Acropora jacquelineae
- Conservation status: Vulnerable (IUCN 3.1)

Scientific classification
- Kingdom: Animalia
- Phylum: Cnidaria
- Subphylum: Anthozoa
- Class: Hexacorallia
- Order: Scleractinia
- Family: Acroporidae
- Genus: Acropora
- Species: A. jacquelineae
- Binomial name: Acropora jacquelineae Wallace, 1994
- Synonyms: Acropora jacquelinae orth. var.;

= Acropora jacquelineae =

- Authority: Wallace, 1994
- Conservation status: VU
- Synonyms: Acropora jacquelinae orth. var.

Species of coral

Acropora jacquelineae is a species of acroporid coral found in the eastern Indian Ocean and the central and western Pacific Ocean. It can be found offshore of Indonesia, Malaysia, Papua New Guinea, the Samoan Islands, and the Solomon Islands. It occurs in tropical shallow reefs on reef slopes and flats in subtidal areas, at depths of around between 15 and 35 m. It was described by Carden Wallace in 1994.

==Description==
The species is found in colonies with diameters of up to 1 m in plate structures. Its axial corallites are delicate and curved, which makes colonies of the species have an appearance similar to moss. Radial corallites are not present on this uncommon species, which is either pinkish or grey-brown in colour. It has similar features to Acropora paniculata.

==Distribution==
It is classed as a vulnerable species on the IUCN Red List and it is believed that its population is decreasing; the species is also listed under Appendix II of CITES. Figures of its population are unknown, but is likely to be threatened by the global reduction of coral reefs, the increase of temperature causing coral bleaching, climate change, human activity, the crown-of-thorns starfish (Acanthaster planci) and disease.

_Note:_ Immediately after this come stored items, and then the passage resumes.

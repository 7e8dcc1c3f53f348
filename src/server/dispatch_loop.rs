//! The server's single dispatch loop.
//!
//! Every engine callback, registry mutation and emission happens on this one
//! task, in the order commands arrive. Request handlers talk to it through
//! `LoopCommand`s and wait on a oneshot reply.

use crate::daemon_log::daemon_log;
use crate::rpc::{
    BusResult, Category, GeofenceNotification, MatchRule, MethodCall, MethodReply, SignalKind,
    SubscriptionId,
};
use crate::server::bus::NameOwnerChanged;
use crate::server::dispatcher::Dispatcher;
use crate::server::session_registry::SessionRegistry;
use crate::server::signal_emitter::{Delivery, SignalEmitter};
use std::collections::HashMap;
use tokio::sync::{broadcast, mpsc, oneshot};

/// Snapshot of the loop's bookkeeping.
#[derive(Debug, Clone, PartialEq, Eq)]
pub struct ServerStats {
    pub sessions: usize,
    pub subscriptions: usize,
    pub idle_categories: Vec<Category>,
}

pub(crate) enum LoopCommand {
    Hello {
        identity: String,
        pid: u32,
    },
    Invoke {
        identity: String,
        call: MethodCall,
        reply: oneshot::Sender<MethodReply>,
    },
    AttachSink {
        identity: String,
        queue: mpsc::UnboundedSender<Delivery>,
    },
    AddMatch {
        identity: String,
        rule: MatchRule,
        reply: oneshot::Sender<BusResult<SubscriptionId>>,
    },
    RemoveMatch {
        identity: String,
        subscription: SubscriptionId,
        reply: oneshot::Sender<BusResult<()>>,
    },
    Emit {
        kind: SignalKind,
        notification: GeofenceNotification,
    },
    Stats {
        reply: oneshot::Sender<ServerStats>,
    },
}

pub(crate) struct DispatchLoop {
    dispatcher: Dispatcher,
    registry: SessionRegistry,
    emitter: SignalEmitter,
    pids: HashMap<String, u32>,
}

impl DispatchLoop {
    pub(crate) fn new(dispatcher: Dispatcher, emitter: SignalEmitter) -> Self {
        Self {
            dispatcher,
            registry: SessionRegistry::new(),
            emitter,
            pids: HashMap::new(),
        }
    }

    /// Process commands and ownership changes until shutdown or until every
    /// command sender is gone.
    pub(crate) async fn run(
        mut self,
        mut commands: mpsc::UnboundedReceiver<LoopCommand>,
        mut owner_changes: mpsc::UnboundedReceiver<NameOwnerChanged>,
        mut shutdown_rx: broadcast::Receiver<()>,
    ) {
        loop {
            tokio::select! {
                command = commands.recv() => match command {
                    Some(command) => self.handle(command),
                    None => break,
                },
                Some(change) = owner_changes.recv() => self.on_name_owner_changed(change),
                _ = shutdown_rx.recv() => break,
            }
        }
        daemon_log("dispatch", "Dispatch loop stopped");
    }

    fn handle(&mut self, command: LoopCommand) {
        match command {
            LoopCommand::Hello { identity, pid } => {
                self.pids.insert(identity, pid);
            }
            LoopCommand::Invoke {
                identity,
                call,
                reply,
            } => {
                let pid = self.pids.get(&identity).copied();
                let result = self.dispatcher.dispatch(pid, call);
                if reply.send(result).is_err() {
                    daemon_log(
                        "dispatch",
                        &format!("Caller {} went away before its reply", identity),
                    );
                }
            }
            LoopCommand::AttachSink { identity, queue } => {
                self.emitter.attach_sink(&identity, queue);
            }
            LoopCommand::AddMatch {
                identity,
                rule,
                reply,
            } => {
                let category = rule.signal;
                let result = self.emitter.add_match(&identity, rule);
                let installed = result.as_ref().ok().copied();
                if installed.is_some() {
                    self.registry.register(&identity, category);
                }
                if reply.send(result).is_err() {
                    if let Some(subscription) = installed {
                        self.abandon_match(&identity, subscription);
                    }
                }
            }
            LoopCommand::RemoveMatch {
                identity,
                subscription,
                reply,
            } => {
                let result = self
                    .emitter
                    .remove_match(&identity, subscription)
                    .map(|removed| {
                        let idle = self.registry.unregister(&identity, removed.rule.signal);
                        self.dispatcher.notify_idle(&idle);
                    });
                // The removal stands even if the caller gave up; a retry sees
                // an unknown subscription, which clients treat as removed.
                if reply.send(result).is_err() {
                    daemon_log(
                        "dispatch",
                        &format!(
                            "Caller {} went away before RemoveMatch {} was confirmed",
                            identity, subscription
                        ),
                    );
                }
            }
            LoopCommand::Emit { kind, notification } => {
                let queued = self.emitter.emit(kind, &notification);
                tracing::debug!("{} queued for {} subscriptions", kind, queued);
            }
            LoopCommand::Stats { reply } => {
                let _ = reply.send(self.stats());
            }
        }
    }

    /// Undo a subscription whose caller stopped waiting for the reply.
    fn abandon_match(&mut self, identity: &str, subscription: SubscriptionId) {
        daemon_log(
            "dispatch",
            &format!(
                "Caller {} went away before AddMatch {}; rolling back",
                identity, subscription
            ),
        );
        if let Ok(removed) = self.emitter.remove_match(identity, subscription) {
            let idle = self.registry.unregister(identity, removed.rule.signal);
            self.dispatcher.notify_idle(&idle);
        }
    }

    fn on_name_owner_changed(&mut self, change: NameOwnerChanged) {
        let Some(identity) = change.lost_peer() else {
            return;
        };
        self.pids.remove(identity);
        let dropped = self.emitter.remove_owner(identity);
        let idle = self.registry.on_name_owner_changed(&change);
        if !dropped.is_empty() || !idle.is_empty() {
            daemon_log(
                "dispatch",
                &format!(
                    "Peer {} lost: {} subscriptions dropped, idle {:?}",
                    identity,
                    dropped.len(),
                    idle
                ),
            );
        }
        self.dispatcher.notify_idle(&idle);
    }

    fn stats(&self) -> ServerStats {
        ServerStats {
            sessions: self.registry.len(),
            subscriptions: self.emitter.subscription_count(),
            idle_categories: SignalKind::ALL
                .into_iter()
                .filter(|category| self.registry.is_idle(*category))
                .collect(),
        }
    }
}
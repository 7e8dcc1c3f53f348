//! Home-based storage paths for the geofence server and clients.
//!
//! Everything lives under `~/.geofence/` (or `$GEOFENCE_HOME` when set):
//! - `geofenced.port` - JSON port file written by the `geofenced` binary
//! - `geofenced-debug.log` - debug log appended by `daemon_log`
//! - `geofenced.yaml` - optional server configuration

use anyhow::{Context, Result};
use std::fs;
use std::path::PathBuf;

/// The name of the geofence directory under the user's home.
const GEOFENCE_DIR: &str = ".geofence";

/// Environment variable that relocates the geofence home directory.
pub const GEOFENCE_HOME_ENV: &str = "GEOFENCE_HOME";

/// Returns the geofence home directory, creating it if needed.
///
/// # Errors
///
/// Returns an error if:
/// - `GEOFENCE_HOME` is unset and the home directory cannot be determined
/// - Directory creation fails
pub fn geofence_home_dir() -> Result<PathBuf> {
    let dir = match std::env::var(GEOFENCE_HOME_ENV) {
        Ok(custom) if !custom.is_empty() => PathBuf::from(custom),
        _ => dirs::home_dir()
            .context("Could not determine home directory for geofence storage")?
            .join(GEOFENCE_DIR),
    };
    fs::create_dir_all(&dir)
        .with_context(|| format!("Failed to create geofence directory: {}", dir.display()))?;
    Ok(dir)
}

/// Returns the port file path: `<home>/geofenced.port`
pub fn port_file_path() -> Result<PathBuf> {
    Ok(geofence_home_dir()?.join("geofenced.port"))
}

/// Returns the debug log path: `<home>/geofenced-debug.log`
pub fn debug_log_path() -> Result<PathBuf> {
    Ok(geofence_home_dir()?.join("geofenced-debug.log"))
}

/// Returns the default server configuration path: `<home>/geofenced.yaml`
pub fn default_config_path() -> Result<PathBuf> {
    Ok(geofence_home_dir()?.join("geofenced.yaml"))
}

#[cfg(test)]
#[path = "tests/geofence_paths_tests.rs"]
mod tests;
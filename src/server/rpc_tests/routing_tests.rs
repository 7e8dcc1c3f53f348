//! Raw bus-level calls, bypassing the client proxy.

use super::TestServer;
use crate::rpc::bus_service::BusServiceClient;
use crate::rpc::{
    BusError, Destination, MethodCall, MethodReply, SignalKind, INTERFACE_NAME, SERVICE_NAME,
};
use crate::server::Capabilities;
use tarpc::client;
use tarpc::tokio_serde::formats::Bincode;

async fn raw_client(server: &TestServer) -> BusServiceClient {
    use tarpc::serde_transport::tcp;

    let transport = tcp::connect(server.server().local_addr(), Bincode::default)
        .await
        .unwrap();
    BusServiceClient::new(client::Config::default(), transport).spawn()
}

fn get_places() -> MethodCall {
    MethodCall::GetPlaces {
        caller_id: "app.x".into(),
    }
}

#[tokio::test]
async fn test_hello_assigns_unique_name() {
    let server = TestServer::start(Capabilities::new()).await;
    let client = raw_client(&server).await;

    let name = client.hello(tarpc::context::current(), 1).await.unwrap();
    assert!(name.starts_with(":1."));
    assert!(client
        .name_has_owner(tarpc::context::current(), name)
        .await
        .unwrap());
    assert!(client
        .name_has_owner(tarpc::context::current(), SERVICE_NAME.into())
        .await
        .unwrap());
    assert!(!client
        .name_has_owner(tarpc::context::current(), "org.example.Nobody".into())
        .await
        .unwrap());

    server.destroy().await;
}

#[tokio::test]
async fn test_misrouted_calls_are_rejected() {
    let server = TestServer::start(Capabilities::new()).await;
    let client = raw_client(&server).await;

    let wrong_service = Destination::new("org.example.Nobody", crate::rpc::OBJECT_PATH);
    let result = client
        .call_method(tarpc::context::current(), wrong_service, get_places())
        .await
        .unwrap();
    assert!(matches!(result, Err(BusError::ServiceUnknown { .. })));

    let wrong_path = Destination::new(SERVICE_NAME, "/nowhere");
    let result = client
        .call_method(tarpc::context::current(), wrong_path, get_places())
        .await
        .unwrap();
    assert_eq!(
        result,
        Err(BusError::UnknownObject {
            path: "/nowhere".into()
        })
    );

    let wrong_interface = Destination {
        interface: format!("{}.Legacy", INTERFACE_NAME),
        ..Destination::default()
    };
    let result = client
        .call_method(tarpc::context::current(), wrong_interface, get_places())
        .await
        .unwrap();
    assert!(matches!(result, Err(BusError::UnknownInterface { .. })));

    let result = client
        .call_method(tarpc::context::current(), Destination::default(), get_places())
        .await
        .unwrap();
    assert!(matches!(result, Ok(MethodReply::Places(_))));

    server.destroy().await;
}

#[tokio::test]
async fn test_subscriptions_need_signal_channel() {
    let server = TestServer::start(Capabilities::new()).await;
    let client = raw_client(&server).await;
    client.hello(tarpc::context::current(), 1).await.unwrap();

    let rule = Destination::default().match_rule(SignalKind::Inout);
    let result = client
        .add_match(tarpc::context::current(), rule)
        .await
        .unwrap();
    assert_eq!(result, Err(BusError::NoSignalSink));

    let result = client
        .remove_match(tarpc::context::current(), 12345)
        .await
        .unwrap();
    assert_eq!(result, Err(BusError::UnknownSubscription { id: 12345 }));
    assert_eq!(server.subscription_count().await, 0);

    server.destroy().await;
}
use anyhow::{Context, Result};
use clap::Parser;
use geofence_ipc::config::{write_port_file, PortFileContent, ServerConfig};
use geofence_ipc::daemon_log::daemon_log;
use geofence_ipc::engine::MemoryEngine;
use geofence_ipc::geofence_paths;
use geofence_ipc::GeofenceServer;
use std::path::PathBuf;

#[derive(Parser)]
#[command(name = "geofenced")]
#[command(about = "Geofence server backed by an in-memory place and fence store")]
#[command(version)]
struct Cli {
    /// YAML config file (defaults to ~/.geofence/geofenced.yaml if present)
    #[arg(long)]
    config: Option<PathBuf>,

    /// Method listener port (0 picks a free port)
    #[arg(long)]
    port: Option<u16>,

    /// Signal listener port (0 picks a free port)
    #[arg(long)]
    signal_port: Option<u16>,
}

#[tokio::main]
async fn main() -> Result<()> {
    let cli = Cli::parse();

    let mut config = ServerConfig::load(cli.config.as_deref())?;
    if let Some(port) = cli.port {
        config.port = port;
    }
    if let Some(signal_port) = cli.signal_port {
        config.signal_port = signal_port;
    }

    let engine = MemoryEngine::new();
    let server = GeofenceServer::create(&config, engine.capabilities())
        .await
        .context("Failed to start geofence server")?;

    let port_path = geofence_paths::port_file_path()?;
    write_port_file(
        &port_path,
        &PortFileContent {
            port: server.local_addr().port(),
            signal_port: server.signal_addr().port(),
        },
    )?;

    eprintln!(
        "geofenced listening on {} (signals on {})",
        server.local_addr(),
        server.signal_addr()
    );
    daemon_log("geofenced", &format!("Port file written to {}", port_path.display()));

    tokio::signal::ctrl_c()
        .await
        .context("Failed to wait for Ctrl-C")?;

    daemon_log("geofenced", "Shutting down");
    server.destroy().await?;
    let _ = std::fs::remove_file(&port_path);
    Ok(())
}
//! RPC definitions for the geofence bus.
//!
//! This module defines:
//! - `protocol`: method calls, replies, signal payloads and match rules
//! - `bus_service`: the tarpc services (client -> server calls, server -> client signals)
//! - `BusError`: transport-level failures reported by the server

pub mod bus_service;
pub mod protocol;

use serde::{Deserialize, Serialize};

pub use protocol::*;

/// Errors returned by bus-level RPC methods.
///
/// These describe why a call could not be routed or a subscription could not
/// be changed. Engine outcomes travel inside `MethodReply` instead.
#[derive(Debug, Clone, PartialEq, Eq, Serialize, Deserialize)]
pub enum BusError {
    /// No connection owns the requested service name
    ServiceUnknown { name: String },
    /// The service does not export the requested object path
    UnknownObject { path: String },
    /// The object does not implement the requested interface
    UnknownInterface { interface: String },
    /// A signal subscription was requested before the signal channel attached
    NoSignalSink,
    /// Subscription id is unknown or owned by another connection
    UnknownSubscription { id: SubscriptionId },
    /// Server is shutting down
    ShuttingDown,
}

impl BusError {
    /// True when the call never reached a method dispatcher.
    pub fn is_routing_failure(&self) -> bool {
        matches!(
            self,
            BusError::ServiceUnknown { .. }
                | BusError::UnknownObject { .. }
                | BusError::UnknownInterface { .. }
        )
    }
}

impl std::fmt::Display for BusError {
    fn fmt(&self, f: &mut std::fmt::Formatter<'_>) -> std::fmt::Result {
        match self {
            BusError::ServiceUnknown { name } => {
                write!(f, "The name {} was not provided by any service", name)
            }
            BusError::UnknownObject { path } => write!(f, "No such object path: {}", path),
            BusError::UnknownInterface { interface } => {
                write!(f, "No such interface: {}", interface)
            }
            BusError::NoSignalSink => write!(f, "Signal channel is not attached"),
            BusError::UnknownSubscription { id } => write!(f, "Unknown subscription: {}", id),
            BusError::ShuttingDown => write!(f, "Server is shutting down"),
        }
    }
}

impl std::error::Error for BusError {}

/// Result type for bus operations.
pub type BusResult<T> = Result<T, BusError>;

It occurs in the eastern Indian Ocean and the central and western Pacific Ocean. It can be found offshore of Indonesia, Malaysia, Papua New Guinea, the Samoan Islands, and the Solomon Islands, and occurs at depths of around between 15 and 35 m on subtidal areas of tropical shallow reefs on slopes and flats.

==Taxonomy==
It was described by Carden Wallace in 1994 as Acropora jacquelineae.